Приходи, Добрынюшка, до Москвы-реки,

деву-лебедь ты поищи, свищи.

Точка, подпись стоит Николашина,

а кто писарь — не спрашивай!


Крестьяне свистят прилетает Голубь, к нему привязывают берестяную грамоту. Голубь улетает.


СКОМОРОХ.


Свистнули голубка могучего самого,

на хвост повесили грамотку сальную

и до Киева-града спровадили.


ЧЁРТ.


Чёрт хмельной говорил: не надо бы!


БОЯРЕ.


Но дело сделано, сотоварищи.

Пока голубь летел до градищи,

мы по болотам рыскали,

русалок за титьки тискали,

допрашивали их строго:

где царская недотрога?


КРЕСТЬЯНЕ.


А результат был отрицательный,

русалки плодились. И богоматери,

на иконках не помогали.

Малыши русалочьи подрастали,

шли дружиной на огороды:

«Хотим здесь обустроить болото!»


БОЯРЕ.


От вестей таких мы заскучали,

пили, ели, Добрынюшку ждали,

и отцовство признавать не хотели,

дескать, зачатие не в постели.


СКОМОРОХ.


Николай хотел было рехнуться,

но квасу выпил, в молодого обернулся

и издал такой указ.


ЦАРЬ.


На русалок, мужичьё, не лазь!

К водяному не стоит соваться,

а с детьми родными грех драться.

Посему, дружину ту вяжем

/войско царское обяжем/,

на корабелы чёрные сажаем

да по рекам могучим сплавляем

до самого синего океана,

там в пучину их морскую окунаем,

и пущай живут на дне, как челядь.


СКОМОРОХ.


Делать нечего, оковы надели

на водяных и русалок,

в трюмы несчастных затолкали,

да спустили по Москве-реке и далее.


БОЯРЕ.


И больше не видали мы

ни корабел наших чёрных,

ни русалок, водяных, ни чёрта.


КРЕСТЬЯНЕ.


Корабельщиков до дому ждать устали,

а потом рукой махнули, и слагали

былины да сказки об этом.


СКОМОРОХ.


А 1113-ым летом

Добрыня пришёл, не запылился,

пыль столбом стояла, матерился.


Шумно и без стука входит Добрыня Никитич.


ДОБРЫНЯ НИКИТИЧ.


Говорите, вы тут бабу потеряли

Забаву свет Путятичну? Слыхали.

Князь Владимир в Киеве гневится,

племянница она ему, а вам — царица.

Ну ладно, горе ваше я поправлю,

найду ту ведьму или навью,

которая украла лебедь-птицу.

Нам ли с нечистью не биться!


Добрыня Никитич садится за стол пировать. Все едят, пьют, звучит весёлая музыка.


СКОМОРОХ.


И после пира почёстного,

не отправлять же Добрыню голодного.

Опосля застолий могучих…


Все встают, собирают Добрыню Никитича в дальний путь. Приводят Сивку.


ДОБРЫНЯ НИКИТИЧ.


Пошёл богатырь, как туча,

на леса, на поля, на болота.

Ну держись этот кто-то,

вор, разбойник, паскуда!

Я еду покуда.


Добрыня Никитич берёт Сивку за уздечку и они вдвоём уходят со сцены. Оставшиеся их провожают, машут руками и садятся за стол, продолжают пировать.


Картина вторая


Сорочинская гора в глухом лесу.

Левая сторона сцены: большая гора, вход в гору припёрт каменной глыбой с огромным замком /когда каменная глыба отперта, зрители должны видеть, что находится внутри горы/.

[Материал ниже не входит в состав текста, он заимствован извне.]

//! Static per-variant vehicle parameters for the Chrysler/Jeep/Ram platform.
//!
//! This is a pure lookup: nothing here carries runtime state, and the
//! per-tick cruise components never read it. The CLI exposes it through
//! `cruise_cli params`.

use serde::{Deserialize, Serialize};
use std::fmt;
use std::str::FromStr;

/// Safety hook flag: Ram 1500 (DT platform) message layout.
pub const FLAG_CHRYSLER_RAM_DT: u16 = 1;
/// Safety hook flag: Ram 2500/3500 (HD platform) message layout.
pub const FLAG_CHRYSLER_RAM_HD: u16 = 2;

/// CAN address whose presence means blind-spot monitoring is fitted.
const BSM_ADDR: u32 = 720;
/// CAN addresses broadcast only by the hybrid powertrain ECU.
const HYBRID_ECU_ADDRS: [u32; 2] = [655, 291];

#[derive(Debug, Clone, Copy, PartialEq, Eq, Hash, Deserialize, Serialize)]
pub enum CarVariant {
    #[serde(rename = "CHRYSLER_PACIFICA_2018")]
    ChryslerPacifica2018,
    #[serde(rename = "CHRYSLER_PACIFICA_2018_HYBRID")]
    ChryslerPacifica2018Hybrid,
    #[serde(rename = "CHRYSLER_PACIFICA_2019_HYBRID")]
    ChryslerPacifica2019Hybrid,
    #[serde(rename = "CHRYSLER_PACIFICA_2020")]
    ChryslerPacifica2020,
    #[serde(rename = "JEEP_GRAND_CHEROKEE")]
    JeepGrandCherokee,
    #[serde(rename = "JEEP_GRAND_CHEROKEE_2019")]
    JeepGrandCherokee2019,
    /// Ram 1500, 5th generation (DT)
    #[serde(rename = "RAM_1500_5TH_GEN")]
    Ram1500,
    /// Ram 2500/3500, 5th generation (HD)
    #[serde(rename = "RAM_HD_5TH_GEN")]
    RamHd,
}

impl CarVariant {
    pub const ALL: [CarVariant; 8] = [
        CarVariant::ChryslerPacifica2018,
        CarVariant::ChryslerPacifica2018Hybrid,
        CarVariant::ChryslerPacifica2019Hybrid,
        CarVariant::ChryslerPacifica2020,
        CarVariant::JeepGrandCherokee,
        CarVariant::JeepGrandCherokee2019,
        CarVariant::Ram1500,
        CarVariant::RamHd,
    ];

    pub fn name(self) -> &'static str {
        match self {
            CarVariant::ChryslerPacifica2018 => "CHRYSLER_PACIFICA_2018",
            CarVariant::ChryslerPacifica2018Hybrid => "CHRYSLER_PACIFICA_2018_HYBRID",
            CarVariant::ChryslerPacifica2019Hybrid => "CHRYSLER_PACIFICA_2019_HYBRID",
            CarVariant::ChryslerPacifica2020 => "CHRYSLER_PACIFICA_2020",
            CarVariant::JeepGrandCherokee => "JEEP_GRAND_CHEROKEE",
            CarVariant::JeepGrandCherokee2019 => "JEEP_GRAND_CHEROKEE_2019",
            CarVariant::Ram1500 => "RAM_1500_5TH_GEN",
            CarVariant::RamHd => "RAM_HD_5TH_GEN",
        }
    }

    fn is_pacifica(self) -> bool {
        matches!(
            self,
            CarVariant::ChryslerPacifica2018
                | CarVariant::ChryslerPacifica2018Hybrid
                | CarVariant::ChryslerPacifica2019Hybrid
                | CarVariant::ChryslerPacifica2020
        )
    }

    fn is_grand_cherokee(self) -> bool {
        matches!(
            self,
            CarVariant::JeepGrandCherokee | CarVariant::JeepGrandCherokee2019
        )
    }
}

impl fmt::Display for CarVariant {
    fn fmt(&self, f: &mut fmt::Formatter<'_>) -> fmt::Result {
        f.write_str(self.name())
    }
}

impl FromStr for CarVariant {
    type Err = eyre::Report;

    fn from_str(s: &str) -> Result<Self, Self::Err> {
        let wanted = s.trim();
        CarVariant::ALL
            .iter()
            .copied()
            .find(|v| v.name().eq_ignore_ascii_case(wanted))
            .ok_or_else(|| eyre::eyre!("unsupported car: {wanted:?}"))
    }
}

#[derive(Debug, Clone, Copy, PartialEq, Eq, Serialize)]
#[serde(rename_all = "lowercase")]
pub enum SafetyModel {
    Chrysler,
}

#[derive(Debug, Clone, PartialEq, Serialize)]
pub struct SafetyConfig {
    pub model: SafetyModel,
    pub param: u16,
}

/// Piecewise-linear gain schedule: `v` interpolated over breakpoints `bp`.
#[derive(Debug, Clone, PartialEq, Serialize)]
pub struct Schedule {
    pub bp: Vec<f32>,
    pub v: Vec<f32>,
}

impl Schedule {
    fn new(bp: &[f32], v: &[f32]) -> Self {
        Self {
            bp: bp.to_vec(),
            v: v.to_vec(),
        }
    }

    /// Linear interpolation holding the end values outside the breakpoints.
    pub fn interp(&self, x: f32) -> f32 {
        let n = self.bp.len().min(self.v.len());
        if n == 0 {
            return 0.0;
        }
        if x <= self.bp[0] {
            return self.v[0];
        }
        for i in 1..n {
            if x <= self.bp[i] {
                let (x0, x1) = (self.bp[i - 1], self.bp[i]);
                let (y0, y1) = (self.v[i - 1], self.v[i]);
                let span = x1 - x0;
                if span <= 0.0 {
                    return y1;
                }
                return y0 + (y1 - y0) * (x - x0) / span;
            }
        }
        self.v[n - 1]
    }
}

#[derive(Debug, Clone, PartialEq, Serialize)]
#[serde(tag = "kind", rename_all = "lowercase")]
pub enum LateralTuning {
    Torque {
        steering_angle_deadzone_deg: f32,
        use_steering_angle: bool,
    },
    Pid {
        kp: Schedule,
        ki: Schedule,
        kf: f32,
    },
}

#[derive(Debug, Clone, PartialEq, Serialize)]
pub struct LongitudinalTuning {
    pub kp: Schedule,
    pub ki: Schedule,
}

#[derive(Debug, Clone, PartialEq, Serialize)]
pub struct VehicleParams {
    pub car: CarVariant,
    pub dashcam_only: bool,
    pub radar_unavailable: bool,
    pub safety: SafetyConfig,
    /// Seconds between steering command and measured response
    pub steer_actuator_delay: f32,
    pub steer_limit_timer: f32,
    /// Below this speed (m/s) the EPS refuses torque
    pub min_steer_speed: f32,
    pub wheelbase: Option<f32>,
    pub center_to_front: Option<f32>,
    pub lateral: LateralTuning,
    pub longitudinal: LongitudinalTuning,
    pub stopping_control: bool,
    pub stopping_decel_rate: f32,
    pub enable_bsm: bool,
    pub hybrid_ecu: bool,
}

/// Gain schedules evaluated at one speed (m/s).
#[derive(Debug, Clone, Copy, PartialEq, Serialize)]
pub struct GainsAtSpeed {
    pub speed: f32,
    pub long_kp: f32,
    pub long_ki: f32,
    /// `None` for torque lateral tuning.
    pub lat_kp: Option<f32>,
    pub lat_ki: Option<f32>,
}

impl VehicleParams {
    pub fn gains_at(&self, speed: f32) -> GainsAtSpeed {
        let (lat_kp, lat_ki) = match &self.lateral {
            LateralTuning::Pid { kp, ki, .. } => (Some(kp.interp(speed)), Some(ki.interp(speed))),
            LateralTuning::Torque { .. } => (None, None),
        };
        GainsAtSpeed {
            speed,
            long_kp: self.longitudinal.kp.interp(speed),
            long_ki: self.longitudinal.ki.interp(speed),
            lat_kp,
            lat_ki,
        }
    }
}

/// EPS firmware in `("68", "6831"]` (compared on the first four bytes)
/// allows steering all the way down to a standstill.
fn eps_allows_zero_speed(version: &[u8]) -> bool {
    let head = &version[..version.len().min(4)];
    head > b"68".as_slice() && head <= b"6831".as_slice()
}

/// Look up the parameter set for `car`.
///
/// `fingerprint` is the set of CAN addresses seen on the main bus and
/// `eps_fw` the EPS firmware versions reported during fingerprinting.
pub fn vehicle_params(car: CarVariant, fingerprint: &[u32], eps_fw: &[&[u8]]) -> VehicleParams {
    let mut safety = SafetyConfig {
        model: SafetyModel::Chrysler,
        param: 0,
    };
    match car {
        CarVariant::RamHd => safety.param |= FLAG_CHRYSLER_RAM_HD,
        CarVariant::Ram1500 => safety.param |= FLAG_CHRYSLER_RAM_DT,
        _ => {}
    }

    let mut p = VehicleParams {
        car,
        dashcam_only: car == CarVariant::RamHd,
        radar_unavailable: true,
        safety,
        steer_actuator_delay: 0.1,
        steer_limit_timer: 0.4,
        min_steer_speed: 3.8,
        wheelbase: None,
        center_to_front: None,
        lateral: LateralTuning::Torque {
            steering_angle_deadzone_deg: 0.2,
            use_steering_angle: true,
        },
        longitudinal: LongitudinalTuning {
            kp: Schedule::new(&[0.0, 6.0, 10.0, 35.0], &[0.4, 0.6, 0.5, 0.2]),
            ki: Schedule::new(&[0.0, 30.0], &[0.001, 0.001]),
        },
        stopping_control: true,
        stopping_decel_rate: 0.2,
        enable_bsm: fingerprint.contains(&BSM_ADDR),
        hybrid_ecu: HYBRID_ECU_ADDRS.iter().any(|a| fingerprint.contains(a)),
    };

    if car.is_pacifica() {
        p.min_steer_speed = 0.0;
        p.steer_actuator_delay = 0.2;
    } else if car.is_grand_cherokee() {
        p.steer_actuator_delay = 0.2;
        p.lateral = LateralTuning::Pid {
            kp: Schedule::new(&[9.0, 20.0], &[0.15, 0.30]),
            ki: Schedule::new(&[9.0, 20.0], &[0.03, 0.05]),
            kf: 0.000_06,
        };
    } else if car == CarVariant::Ram1500 {
        p.steer_actuator_delay = 0.2;
        p.wheelbase = Some(3.88);
        if eps_fw.iter().any(|fw| eps_allows_zero_speed(fw)) {
            p.min_steer_speed = 0.0;
        }
    } else if car == CarVariant::RamHd {
        p.steer_actuator_delay = 0.2;
        p.lateral = LateralTuning::Torque {
            steering_angle_deadzone_deg: 1.0,
            use_steering_angle: false,
        };
    }

    p.center_to_front = p.wheelbase.map(|wb| wb * 0.44);
    p
}

#[cfg(test)]
mod tests {
    use super::*;

    #[test]
    fn eps_firmware_window() {
        assert!(eps_allows_zero_speed(b"68312176AE"));
        assert!(eps_allows_zero_speed(b"6829"));
        assert!(!eps_allows_zero_speed(b"68"));
        assert!(!eps_allows_zero_speed(b"6832"));
        assert!(!eps_allows_zero_speed(b"5831"));
    }

    #[test]
    fn schedule_holds_ends_and_interpolates() {
        let s = Schedule::new(&[0.0, 10.0], &[1.0, 3.0]);
        assert_eq!(s.interp(-5.0), 1.0);
        assert_eq!(s.interp(20.0), 3.0);
        assert!((s.interp(5.0) - 2.0).abs() < 1e-6);
    }
}
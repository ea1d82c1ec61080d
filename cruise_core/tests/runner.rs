use std::sync::atomic::AtomicBool;

use cruise_core::error::CruiseError;
use cruise_core::units::{mph_to_ms, ms_to_whole_mph};
use cruise_core::{CruiseController, ScriptTick, TickInputs, replay};
use cruise_traits::ManualClock;

fn script() -> Vec<ScriptTick> {
    let idle = TickInputs {
        acc_available: true,
        vego: mph_to_ms(45.0),
        ..Default::default()
    };
    let on = TickInputs {
        acc_enabled: true,
        ..idle
    };
    let mut ticks = vec![ScriptTick::new(idle, 0.0); 3];
    ticks.extend(std::iter::repeat_n(ScriptTick::new(on, 0.3), 4));
    ticks.push(ScriptTick::new(
        TickInputs {
            setplus: true,
            ..on
        },
        0.3,
    ));
    ticks.extend(std::iter::repeat_n(ScriptTick::new(idle, -0.5), 2));
    ticks
}

#[test]
fn replay_feeds_back_set_speed_and_enabled() {
    let mut ctl = CruiseController::builder().build().expect("build");
    let clock = ManualClock::new();
    let report = replay(&mut ctl, &script(), &clock, false, None).expect("replay");

    assert_eq!(report.outputs.len(), 10);
    // Engaged at vego, held through the feedback loop, then +1.
    assert_eq!(ms_to_whole_mph(report.outputs[3].set_speed), 45);
    assert_eq!(ms_to_whole_mph(report.outputs[6].set_speed), 45);
    assert_eq!(ms_to_whole_mph(report.outputs[7].set_speed), 46);

    let stats = report.stats;
    assert_eq!(stats.ticks, 10);
    assert_eq!(stats.engaged_ticks, 5);
    assert_eq!(stats.engage_edges, 1);
    assert_eq!(stats.disengage_edges, 1);
    // Engage pulse cut short by the disengage pulse two ticks before the end.
    assert_eq!(stats.chime_ticks, 7);
    assert!((stats.max_set_speed_mph - 46.0).abs() < 0.01);
    assert_eq!(stats.control_ms, 100);
    assert_eq!(stats.wall_us, 0, "unpaced replay never sleeps");
    assert_eq!(ms_to_whole_mph(ctl.state().ressetspeed()), 46);
}

#[test]
fn paced_replay_schedules_on_tick_grid() {
    let mut ctl = CruiseController::builder().build().expect("build");
    let clock = ManualClock::new();
    let report = replay(&mut ctl, &script(), &clock, true, None).expect("replay");
    // Ten ticks at 100 Hz: nine full periods between the first and last.
    assert_eq!(report.stats.wall_us, 90_000);
}

#[test]
fn paced_replay_uses_configured_rate() {
    let mut ctl = CruiseController::builder()
        .with_tick_rate_hz(50)
        .build()
        .expect("build");
    let clock = ManualClock::new();
    let report = replay(&mut ctl, &script(), &clock, true, None).expect("replay");
    assert_eq!(report.stats.wall_us, 180_000);
    assert_eq!(report.stats.control_ms, 200);
}

#[test]
fn shutdown_flag_interrupts() {
    let mut ctl = CruiseController::builder().build().expect("build");
    let stop = AtomicBool::new(true);
    let err = replay(&mut ctl, &script(), &ManualClock::new(), false, Some(&stop))
        .expect_err("should stop");
    match err.downcast_ref::<CruiseError>() {
        Some(CruiseError::Interrupted { completed }) => assert_eq!(*completed, 0),
        other => panic!("expected Interrupted, got: {other:?}"),
    }
    assert_eq!(ctl.ticks(), 0);
}
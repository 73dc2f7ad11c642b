// src/export/fs_utils.rs

use crate::errors::{AppError, AppResult};
use crate::ui::messages::{info, warning};
use std::io::{self, BufRead, Write};
use std::path::Path;

/// Check whether a file may be created or overwritten.
///
/// - missing file → Ok
/// - existing file and `force` → Ok
/// - existing file without `force` → ask the user on stdin.
pub(crate) fn ensure_writable(path: &Path, force: bool) -> AppResult<()> {
    if !path.exists() || force {
        return Ok(());
    }

    warning(format!("The file '{}' already exists.", path.display()));

    print!("Overwrite? [y/N]: ");
    io::stdout().flush().ok();

    let mut answer = String::new();
    io::stdin().lock().read_line(&mut answer)?;

    if is_yes(&answer) {
        info("Existing file will be overwritten.");
        Ok(())
    } else {
        Err(AppError::Export(
            "export cancelled: existing file not overwritten".into(),
        ))
    }
}

fn is_yes(answer: &str) -> bool {
    matches!(answer.trim().to_ascii_lowercase().as_str(), "y" | "yes")
}
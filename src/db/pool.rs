//! SQLite connection wrapper (lightweight for CLI usage).

use rusqlite::{Connection, OpenFlags, Result};
use std::path::Path;

pub struct DbPool {
    pub conn: Connection,
}

impl DbPool {
    /// Open an existing database for reading and writing.
    pub fn new(path: &str) -> Result<Self> {
        let conn = Connection::open(Path::new(path))?;
        conn.execute_batch("PRAGMA foreign_keys=ON;")?;
        Ok(Self { conn })
    }

    /// Open an existing database without write access. The dashboard
    /// commands never modify the schedule.
    pub fn read_only(path: &str) -> Result<Self> {
        let conn = Connection::open_with_flags(
            Path::new(path),
            OpenFlags::SQLITE_OPEN_READ_ONLY | OpenFlags::SQLITE_OPEN_URI,
        )?;
        Ok(Self { conn })
    }

    /// In-memory database (used in tests).
    pub fn in_memory() -> Result<Self> {
        let conn = Connection::open_in_memory()?;
        conn.execute_batch("PRAGMA foreign_keys=ON;")?;
        Ok(Self { conn })
    }
}
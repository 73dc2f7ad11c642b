use crate::cli::parser::Commands;
use crate::config::Config;
use crate::errors::{AppError, AppResult};
use crate::ui::messages::{error, info, success, warning};
use std::fs;
use std::process::Command;

/// Handle the `config` subcommand
pub fn handle(cmd: &Commands, cfg: &Config) -> AppResult<()> {
    if let Commands::Config {
        print_config,
        check,
        edit_config,
        editor,
    } = cmd
    {
        let path = Config::config_file();

        // ---- PRINT CONFIG ----
        if *print_config {
            println!("📄 Current configuration:\n");
            println!("{}", serde_yaml::to_string(cfg)?);
        }

        // ---- CHECK CONFIG ----
        if *check {
            if !path.exists() {
                warning(format!(
                    "No configuration file at {} (defaults in use)",
                    path.display()
                ));
            } else {
                let content = fs::read_to_string(&path).map_err(|_| AppError::ConfigLoad)?;
                let missing = Config::missing_keys(&content)?;
                if missing.is_empty() {
                    success("Configuration file is complete.");
                } else {
                    for key in &missing {
                        warning(format!("Missing field: {key} (default used)"));
                    }
                }
            }
        }

        // ---- EDIT CONFIG ----
        if *edit_config {
            let default_editor = std::env::var("EDITOR")
                .or_else(|_| std::env::var("VISUAL"))
                .unwrap_or_else(|_| {
                    if cfg!(target_os = "windows") {
                        "notepad".to_string()
                    } else {
                        "nano".to_string()
                    }
                });

            let editor_to_use = editor.clone().unwrap_or_else(|| default_editor.clone());

            match Command::new(&editor_to_use).arg(&path).status() {
                Ok(s) if s.success() => {
                    success(format!("Configuration file edited using '{editor_to_use}'"));
                }
                _ => {
                    info(format!(
                        "Editor '{editor_to_use}' not available, falling back to '{default_editor}'"
                    ));

                    match Command::new(&default_editor).arg(&path).status() {
                        Ok(s) if s.success() => {
                            success(format!(
                                "Configuration file edited using fallback '{default_editor}'"
                            ));
                        }
                        _ => {
                            error(format!(
                                "Failed to edit configuration file using fallback '{default_editor}'"
                            ));
                        }
                    }
                }
            }
        }
    }

    Ok(())
}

Каменная глыба отперта. В пещере Змей Горыныч и Забава Путятична.

Правая сторона сцены: хвойный лес, большая сосна.

На сосне притаился ворон. Скоморох сидит на ступеньках сцены.


СКОМОРОХ.


А пока былинный ехал,

ворон чёрный не брехал,

наблюдая с вершины сосны:

в какую сторону шли

богатырские ноги

в сафьяновой обуви?

И взмахнув крылом,

полетел не к себе в дом,

а на Сорочинску гору,

что стоит в чужом бору.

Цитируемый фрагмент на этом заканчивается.